――車内という密室の中、彼女への恋心と「秘書」という自分の立場とのジレンマにひとり悶え、野獣になりそうな自分自身との格闘の末、僕は気づけば篠沢邸のすぐ近くまで車を走らせていた。

「――絢乃さん、もうすぐお家に着きますよ」

「んん……? えっ、やだ! わたし、また寝ちゃってた?」

 やっとお目覚めの僕の眠り姫は、いつも僕に申し訳なさそうな表情を見せていた。それはきっと、無防備な寝顔を見せてしまったことを恥じていたというより、僕に余計な気を遣わせてしまったことを申し訳なく思っていたのだろう。

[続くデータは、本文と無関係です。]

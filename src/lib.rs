//! Pagewright: staged web page generation
//!
//! A request is turned into a finished HTML document in three stages: a text model
//! drafts the page skeleton, image backends fill its placeholder assets concurrently
//! (each asset walking its own provider fallback chain), and the assembler splices
//! the results in and repairs the document structure.

pub mod assembly;
pub mod config;
pub mod error;
pub mod image;
pub mod logging;
pub mod pipeline;
pub mod provider;
pub mod request;
pub mod skeleton;
pub mod synthesis;

pub use config::{ConfigLoader, PipelineConfig};
pub use error::{FatalStageError, GenerationError};
pub use pipeline::{GenerationOutcome, ProgressEvent, Stage, StageOrchestrator};
pub use request::GenerationRequest;
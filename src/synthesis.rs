//! Asset Synthesis
//!
//! Fans asset requests out over the provider fallback chain and waits for every one of
//! them to settle. A request whose chain is exhausted still settles (with a placeholder);
//! one asset's failure never affects another's result or the batch as a whole.
//! Fan-out is bounded by an explicit concurrency limit.

use crate::image::{AssetRequest, AssetResult, FallbackChain, ImageProvider};
use crate::request::Credentials;
use futures::stream::{self, StreamExt};
use futures::future::BoxFuture;
use futures::FutureExt;
use serde::{Deserialize, Serialize};
use std::collections::{HashMap, HashSet};
use std::panic::AssertUnwindSafe;
use tracing::{error, info, warn};

/// Progress notification for one settled asset.
#[derive(Debug, Clone, Copy)]
pub struct Settlement<'a> {
    pub completed: usize,
    pub total: usize,
    pub result: &'a AssetResult,
}

/// Receives one [`Settlement`] per asset as the batch resolves.
pub trait SettlementSink: Send {
    fn settled(&mut self, settlement: Settlement<'_>);
}

impl<F> SettlementSink for F
where
    F: FnMut(Settlement<'_>) + Send,
{
    fn settled(&mut self, settlement: Settlement<'_>) {
        self(settlement)
    }
}

/// All asset results for a run, keyed by asset id.
#[derive(Debug, Clone, Default, Serialize, Deserialize)]
pub struct AssetBatch {
    results: HashMap<String, AssetResult>,
}

impl AssetBatch {
    pub fn get(&self, id: &str) -> Option<&AssetResult> {
        self.results.get(id)
    }

    pub fn len(&self) -> usize {
        self.results.len()
    }

    pub fn is_empty(&self) -> bool {
        self.results.is_empty()
    }

    pub fn succeeded_count(&self) -> usize {
        self.results.values().filter(|r| r.succeeded).count()
    }

    pub fn degraded_count(&self) -> usize {
        self.results.values().filter(|r| !r.succeeded).count()
    }

    pub fn summary(&self) -> BatchSummary {
        BatchSummary {
            total: self.len(),
            succeeded: self.succeeded_count(),
            degraded: self.degraded_count(),
        }
    }

    pub fn into_results(self) -> HashMap<String, AssetResult> {
        self.results
    }

    fn insert(&mut self, result: AssetResult) {
        self.results.insert(result.id.clone(), result);
    }
}

impl FromIterator<AssetResult> for AssetBatch {
    fn from_iter<I: IntoIterator<Item = AssetResult>>(iter: I) -> Self {
        let mut batch = AssetBatch::default();
        for result in iter {
            batch.insert(result);
        }
        batch
    }
}

/// Structured view of partial degradation.
#[derive(Debug, Clone, Copy, PartialEq, Eq, Serialize, Deserialize)]
pub struct BatchSummary {
    pub total: usize,
    pub succeeded: usize,
    pub degraded: usize,
}

/// Coordinates concurrent resolution of a run's assets.
pub struct AssetSynthesizer {
    chain: FallbackChain,
    max_concurrency: usize,
}

impl AssetSynthesizer {
    pub const DEFAULT_MAX_CONCURRENCY: usize = 4;

    /// `max_concurrency == 0` gives every request its own slot (no admission limit).
    pub fn new(chain: FallbackChain, max_concurrency: usize) -> Self {
        Self {
            chain,
            max_concurrency,
        }
    }

    pub fn max_concurrency(&self) -> usize {
        self.max_concurrency
    }

    /// Resolve every request. Returns only after all of them settled; `on_settled` is
    /// called exactly once per settled asset, in settlement order.
    pub async fn generate_all(
        &self,
        requests: &[AssetRequest],
        preferred: ImageProvider,
        credentials: &Credentials,
        on_settled: &mut dyn SettlementSink,
    ) -> AssetBatch {
        let unique = distinct_by_id(requests);
        let total = unique.len();
        let mut batch = AssetBatch::default();
        if total == 0 {
            return batch;
        }

        let limit = match self.max_concurrency {
            0 => total,
            n => n.min(total),
        };
        info!(total, limit, preferred = %preferred, "asset synthesis started");

        let mut tasks: Vec<BoxFuture<'_, AssetResult>> = Vec::with_capacity(total);
        for request in unique {
            tasks.push(self.resolve_one(request, preferred, credentials).boxed());
        }
        let mut pending = stream::iter(tasks).buffer_unordered(limit);

        let mut completed = 0usize;
        while let Some(result) = pending.next().await {
            completed += 1;
            on_settled.settled(Settlement {
                completed,
                total,
                result: &result,
            });
            batch.insert(result);
        }

        let summary = batch.summary();
        info!(
            total = summary.total,
            succeeded = summary.succeeded,
            degraded = summary.degraded,
            "asset synthesis finished"
        );
        batch
    }

    async fn resolve_one(
        &self,
        request: &AssetRequest,
        preferred: ImageProvider,
        credentials: &Credentials,
    ) -> AssetResult {
        let spec = request.spec();
        let resolution = AssertUnwindSafe(self.chain.resolve(&spec, preferred, credentials))
            .catch_unwind()
            .await;
        match resolution {
            Ok(outcome) => outcome.into_asset_result(request.id.clone()),
            Err(_) => {
                error!(asset_id = %request.id, "image provider chain panicked; using placeholder");
                AssetResult {
                    id: request.id.clone(),
                    url: self.chain.placeholder_for(request),
                    succeeded: false,
                    provider_used: None,
                    attempts: 0,
                    error: Some("image provider chain panicked".to_string()),
                }
            }
        }
    }
}

fn distinct_by_id(requests: &[AssetRequest]) -> Vec<&AssetRequest> {
    let mut seen = HashSet::new();
    let mut unique = Vec::with_capacity(requests.len());
    for request in requests {
        if seen.insert(request.id.as_str()) {
            unique.push(request);
        } else {
            warn!(asset_id = %request.id, "duplicate asset id ignored");
        }
    }
    unique
}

「ゴメンね! 桐島さんも疲れてるのに、また遠回りさせちゃったみたいで」

「いえ、お気遣いなく。僕なら大丈夫ですから。それに、絢乃さんもお疲れでしょう? あまりにも気持ちよさそうにお休みになっていたので、起こすのが忍びなくて」

 手を合わせて詫びた彼女に、僕は澄ましてそう言った。……実は、この数十分間のドライブだけで、僕の心がどれだけ満たされていたことか。

 彼女は僕が気を悪くしていないことにホッとされたようで、少しだけ寝ぐせのついた髪を手櫛でササッと整え、膝掛け代わりにしていたコートを羽織った。

「――絢乃会長、今日もお疲れさまでした。明日の予定は、また後ほどメールでお知らせします」

 僕は篠沢邸のゲートの前に停車し、彼女を降ろすと、秘書の顔に戻って我が愛しのボスにそう告げた。

「うん、ありがとう。じゃあ、お疲れさま」

 彼女は僕に挨拶を返し、ゲートをくぐっていく。――その姿をしっかりと見届けてから、僕も車に戻り、帰路についた。
 でも、僕は気づいていなかった。彼女もまた、自宅へと帰っていく僕の姿をチラチラと振り返ってくれていたことに。
 こんな僕らが、実は出会ったあの夜からすでに両想いであったことを知るのは、それから一ヶ月半ほど後のことだったが。この頃はまだ、今にして思えばじれったいくらいにお互いの気持ちが通じ合っていなかったのだ。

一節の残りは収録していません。